Я встала со стула и подошла к окну. Зоя Леонидовна успокаивающе поглаживала лесника по плечу, пока он ругался, на чём свет стоит. Да уж, на помощь Алексея Юрьевича мы можем больше не рассчитывать.
— Я думаю, это брошь привела тебя к часовне Гречихина, — сказала я, не отворачиваясь от окна.
— Но брошь принадлежит Ирме, причём здесь старый помещик?
— Денис говорил, что помещика раскулачили большевики, а это значит, что они с Ирмой были современниками.
— Думаешь, они как-то связаны друг с другом?
Я повернулась к напарнице. Паша была бледной, будто большого паука увидела.
— Не знаю. Но согласись, странно, что брошь Ирмы ведёт тебя к часовне Гречихина.
— Я не думаю, что брошь имеет к этому хоть какое-то отношение.
Она встала с дивана и налила себе воды.
— Почти, наверняка, я уверена, что всё время забега брошь была в твоей руке. — Я подошла к ней вплотную. — Вспомни, что ты делала перед тем, как потеряла сознание. Что было последним? Какое воспоминание?
Пашу слегка тряхнуло. Она с беспокойством посмотрела на меня. Мы так внимательно с ней друг на друга смотрели., что в какой-то момент комната перестала для меня существовать. Только её глаза напротив. А ещё спустя пару секунд я перестала различать, где заканчивается она, и начинаюсь я. Очень странное и непонятное ощущение, с мурашками и электрическом током пробегающими по всему телу.
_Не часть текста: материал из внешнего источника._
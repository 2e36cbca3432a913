//! # Persistence Module
//!
//! Read side of the fertigation data store. The dashboard's real store is an
//! external service; the supervisor's callers only need to look up phases,
//! lands and schedules when they build an irrigation configuration, so that
//! is all [`IrrigationStore`] exposes.
//!
//! [`plan_file::PlanFile`] is the local implementation: a TOML snapshot of
//! the three tables, loaded once and reloadable on demand.

pub mod plan_file;

use std::future::Future;
use std::path::PathBuf;

use thiserror::Error;

use crate::irrigation::{FertigationLand, IrrigationSchedule, PlantingPhase};

#[derive(Debug, Error)]
pub enum StoreError {
    #[error("Failed to read {path}: {source}")]
    Io {
        path: PathBuf,
        #[source]
        source: std::io::Error,
    },

    #[error("Failed to parse {path}: {source}")]
    Parse {
        path: PathBuf,
        #[source]
        source: toml::de::Error,
    },

    #[error("No {kind} with id {id}")]
    NotFound { kind: &'static str, id: String },
}

pub trait IrrigationStore: Send + Sync {
    fn planting_phases(
        &self,
    ) -> impl Future<Output = Result<Vec<PlantingPhase>, StoreError>> + Send;

    /// Ordered by name.
    fn fertigation_lands(
        &self,
    ) -> impl Future<Output = Result<Vec<FertigationLand>, StoreError>> + Send;

    /// Schedules of one phase, ordered by time.
    fn schedules_by_phase(
        &self,
        phase_id: &str,
    ) -> impl Future<Output = Result<Vec<IrrigationSchedule>, StoreError>> + Send;
}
Мой телефон внезапно зазвонил.
— Да? — ответила я, не посмотрев даже, кто это был.
Дедушка звонил по видеозвонку. Я вышла на задний двор.
Во весь экран моего телефона светилось загорелое и задумчивое лицо Богдана Бокалдина старшего. Он не улыбался мне, как раньше. Казалось, он был чем-то огорчён. Нехорошее предчувствие, напоминающее по форме и тяжести кирпич, рухнуло куда-то в район кишечника, вызывая непреодолимое желание посетить туалет.
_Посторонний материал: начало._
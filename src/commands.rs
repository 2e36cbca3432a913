//! Outbound device commands.
//!
//! Thin, typed layer over [`ConnectionSupervisor::publish`]. Relay commands
//! are transient; irrigation configurations are retained so the device picks
//! up the latest plan after it reboots.

use std::fmt;

use chrono::Utc;
use serde::Serialize;
use serde_json::{Map, Value};
use tracing::{debug, info, warn};

use crate::irrigation::IrrigationConfig;
use crate::mqtt::topics::Channel;
use crate::mqtt::transport::Connector;
use crate::session::SessionProvider;
use crate::supervisor::ConnectionSupervisor;

/// Relay channels wired on the field controller.
#[derive(Debug, Clone, Copy, PartialEq, Eq, Hash)]
pub enum Relay {
    Valve1 = 1,
    Valve2 = 2,
    Valve3 = 3,
    Valve4 = 4,
    Valve5 = 5,
    Pump = 6,
}

impl Relay {
    pub const ALL: [Relay; 6] = [
        Relay::Valve1,
        Relay::Valve2,
        Relay::Valve3,
        Relay::Valve4,
        Relay::Valve5,
        Relay::Pump,
    ];

    pub fn index(self) -> u8 {
        self as u8
    }

    pub fn from_index(index: u8) -> Option<Self> {
        Self::ALL.into_iter().find(|relay| relay.index() == index)
    }
}

impl fmt::Display for Relay {
    fn fmt(&self, f: &mut fmt::Formatter<'_>) -> fmt::Result {
        match self {
            Relay::Pump => f.write_str("pump"),
            valve => write!(f, "valve{}", valve.index()),
        }
    }
}

/// `{"relay<N>":"on"|"off"}`
pub fn relay_payload(index: u8, on: bool) -> Value {
    let mut body = Map::new();
    body.insert(
        format!("relay{index}"),
        Value::String(if on { "on" } else { "off" }.to_string()),
    );
    Value::Object(body)
}

#[derive(Debug, Serialize)]
#[serde(rename_all = "camelCase")]
pub struct BatchEnvelope<'a> {
    pub configs: &'a [IrrigationConfig],
    /// Epoch milliseconds at send time
    pub timestamp: i64,
    pub total_configs: usize,
}

impl<'a> BatchEnvelope<'a> {
    pub fn new(configs: &'a [IrrigationConfig]) -> Self {
        Self {
            configs,
            timestamp: Utc::now().timestamp_millis(),
            total_configs: configs.len(),
        }
    }
}

pub struct CommandPublisher<C: Connector, A: SessionProvider> {
    supervisor: ConnectionSupervisor<C, A>,
}

impl<C: Connector, A: SessionProvider> CommandPublisher<C, A> {
    pub fn new(supervisor: ConnectionSupervisor<C, A>) -> Self {
        Self { supervisor }
    }

    /// Switches relay `index` (1-based). Indices are not range-checked; the
    /// device ignores unknown relays.
    pub fn publish_relay_command(&self, index: u8, on: bool) -> bool {
        debug!("Relay {} -> {}", index, if on { "on" } else { "off" });
        self.supervisor
            .publish_json(Channel::Control, &relay_payload(index, on), false)
    }

    pub fn switch(&self, relay: Relay, on: bool) -> bool {
        self.publish_relay_command(relay.index(), on)
    }

    pub fn send_irrigation_config(&self, config: &IrrigationConfig) -> bool {
        info!(
            "Sending irrigation config {} for {}",
            config.config_id, config.land_name
        );
        let sent = self
            .supervisor
            .publish_json(Channel::IrrigationConfig, config, true);
        if !sent {
            warn!("Irrigation config for {} was not sent", config.land_name);
        }
        sent
    }

    /// Sends every configuration in one retained message.
    pub fn send_batch(&self, configs: &[IrrigationConfig]) -> bool {
        if configs.is_empty() {
            info!("No configured lands, nothing to send");
            return false;
        }

        let envelope = BatchEnvelope::new(configs);
        let sent = self
            .supervisor
            .publish_json(Channel::IrrigationConfig, &envelope, true);
        if sent {
            let names: Vec<&str> = configs.iter().map(|c| c.land_name.as_str()).collect();
            info!(
                "Sent {} irrigation configs in one batch: {}",
                configs.len(),
                names.join(", ")
            );
        } else {
            warn!("Batch irrigation config was not sent");
        }
        sent
    }
}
— Мира, без лишних слов и предисловий, я с плохими новостями.
Ягодицы непроизвольно поджались. Чувствую, сейчас будет пахнуть не палённым, а прямо конкретно горелым.
Я села под яблоню.
— Даже гадать не буду. Говори.
— Моя поездка затянется до конца октября. Приеду не раньше 25 числа.
— Ты что издеваешься?! — воскликнула я, вскакивая.
— Прости, но так получается. Я настолько интересен местным жителям, что у меня хотят взять интервью на самой главной телепередачи в стране. Сама понимаешь такой шанс упускать нельзя.
— А ты понимаешь, где я?
— Перестань вести себя, как ребёнок. Ты в тепле, одета, обута, да ещё и вкусно накормлена.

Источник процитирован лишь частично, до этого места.